Jancovici dans le texte (épisode 1)

Jancovici dans le texte (épisode 1)

En cinq articles, l’expert en stratégie énergétique Stéphane His livre une analyse critique du dernier ouvrage co-signé par le consultant. Un livre qui tord parfois certaines réalités. Episode 1.

Depuis la chute de Nicolas Hulot, il existe un espace pour une nouvelle figure tutélaire de l’écologie en France. Comme récemment titré dans un portrait dans le Monde, Jean-Marc Jancovici est en campagne pour ce titre-là. Depuis son siège au Haut Conseil sur le Climat, à la présidence du Shift Project ou bien via ses missions de conseil (il est co-fondateur de la société de consultance Carbone 4), il occupe largement l’espace médiatique dans un mélange des genres souvent décrié. La bande dessinée co-rédigée avec Christophe Blain « Le Monde sans fin, miracle énergétique et dérive climatique »[1] est le dernier opus de cette campagne. Véritable succès d’édition, ce livre véhicule maintes contre-vérités dans mon champs d’activité professionnelle : l’énergie. Raison qui m’incite à mener un exercice d’analyse critique. Il s’articulera autour de quatre thèmes : manipulation des faits, énergies renouvelables, vision dépassée de la situation du pétrole et l’énergie nucléaire.
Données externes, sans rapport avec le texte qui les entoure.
// SPDX-License-Identifier: MPL-2.0
//! Toast notification state for user feedback.
//!
//! This module holds the one notification a snackbar-style renderer shows
//! at a time, and the severity-tagged facade that fills it in. Rendering,
//! animation and the auto-dismiss timer belong to the renderer, which reads
//! the state and subscribes to its changes.
//!
//! # Components
//!
//! - [`notification`] - `NotificationState`, `Severity` and `ShowOptions`
//! - [`state`] - observable storage with change subscriptions
//! - [`center`] - the `Notifications` facade handle
//!
//! # Usage
//!
//! ```
//! use notification_center::notifications::{Notifications, Severity, ShowOptions};
//!
//! let notifications = Notifications::new();
//!
//! // A renderer subscribes to state changes
//! notifications.subscribe(|state| {
//!     if state.visible {
//!         // draw the banner, start a timer for `state.timeout_ms`
//!     }
//! });
//!
//! notifications.error("Save failed", ShowOptions::new());
//! assert_eq!(notifications.severity(), Severity::Error);
//! assert_eq!(notifications.timeout_ms(), 6000);
//!
//! notifications.success("Saved", ShowOptions::new().timeout(2000));
//! notifications.hide();
//! assert!(!notifications.is_visible());
//! ```
//!
//! # Defaults
//!
//! | Method    | Severity  | Icon               | Timeout |
//! |-----------|-----------|--------------------|---------|
//! | `show`    | `primary` | none               | 4000 ms |
//! | `success` | `success` | `mdi-check-circle` | 4000 ms |
//! | `error`   | `error`   | `mdi-alert-circle` | 6000 ms |
//! | `warning` | `warning` | `mdi-alert`        | 4000 ms |
//! | `info`    | `info`    | `mdi-information`  | 4000 ms |
//!
//! Options passed by the caller always win over these defaults. A new call
//! replaces the current notification; there is no queue.

mod center;
mod notification;
mod state;

pub use center::Notifications;
pub use notification::{NotificationState, Severity, ShowOptions};
pub use state::SubscriptionId;
// SPDX-License-Identifier: MPL-2.0
//! Built-in default values for the notification facade.
//!
//! These constants are the single source of truth for what each facade
//! method applies when the caller leaves an option unset. A defaults file
//! (see [`super::Defaults`]) may override them per installation.

// ==========================================================================
// Timeout Defaults
// ==========================================================================

/// Auto-dismiss delay used by `show`, `success`, `warning` and `info` (ms).
pub const DEFAULT_TIMEOUT_MS: i64 = 4000;

/// Auto-dismiss delay used by `error` (ms). Errors stay up longer.
pub const ERROR_TIMEOUT_MS: i64 = 6000;

// ==========================================================================
// Icon Defaults
// ==========================================================================

/// Icon shown by `success` unless overridden.
pub const SUCCESS_ICON: &str = "mdi-check-circle";

/// Icon shown by `error` unless overridden.
pub const ERROR_ICON: &str = "mdi-alert-circle";

/// Icon shown by `warning` unless overridden.
pub const WARNING_ICON: &str = "mdi-alert";

/// Icon shown by `info` unless overridden.
pub const INFO_ICON: &str = "mdi-information";
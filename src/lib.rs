// SPDX-License-Identifier: MPL-2.0
//! `notification_center` holds the single toast/snackbar notification of a
//! front-end application and the severity-tagged facade that raises it.
//!
//! A renderer subscribes to the shared state and draws the banner; callers
//! only ever talk to the [`notifications::Notifications`] handle, which the
//! host registers through [`plugin`]. Per-installation defaults live in
//! [`config`].

#![doc(html_root_url = "https://docs.rs/notification_center/0.1.0")]

pub mod config;
pub mod error;
pub mod notifications;
pub mod plugin;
Une manipulation des faits

Tout au long de l’ouvrage de près de 200 pages, les auteurs ont une fâcheuse tendance à tordre la réalité et les chiffres. Jean-Marc Jancovici s’approprie par exemple la création d’un standard de comptabilité carbone repris au niveau international. La réalité est que l’Ademe a joué un rôle clé dans cette aventure et qu’au niveau international le GHG Protocol et le World Business Council for Sustainable Development (WBCSD, un think tank) ont largement contribué à l’élaboration de ces standards. Autre exemple. Les deux auteurs abusent des corrélations pour construire des liens de causalité qui n’existent pas : « La tertiarisation des économies augmente, les émissions de gaze carbonique augmentent, donc la tertiarisation des économies induit une hausse des émissions de CO2 ». Dans la réalité, la tertiarisation des économies diminue la consommation d’énergie par point de PIB.

 Une vision faussée des énergies renouvelables

Pour les auteurs, « un mix 100% énergies renouvelables, on a connu cela il y a 200 ans, c’est l’esclavage et la bougie ». Les scénarios récemment publiés par RTE ou l’Ademe ne prévoient évidemment pas de retour à l’esclavage et bien la possibilité d’alimenter une économie moderne par un mix électrique 100% renouvelables. Les auteurs nous expliquent aussi que l’usage des énergies renouvelables croit moins vite que celui des énergies fossiles à l’échelle mondiale. C’est exactement l’inverse qui se produit. L’an dernier, les électriciens du monde entier ont consacré 70% de leurs investissements de production (les nouvelles centrales) dans les énergies renouvelables. L’Agence internationale de l’énergie (AIE) prévoit même un raz de marée des énergies vertes. Le scénario Net Zéro de l’agence de l’OCDE parie sur le fait que 90% de l’électricité mondiale puissent être produites par les énergies renouvelables à l’horizon 2050.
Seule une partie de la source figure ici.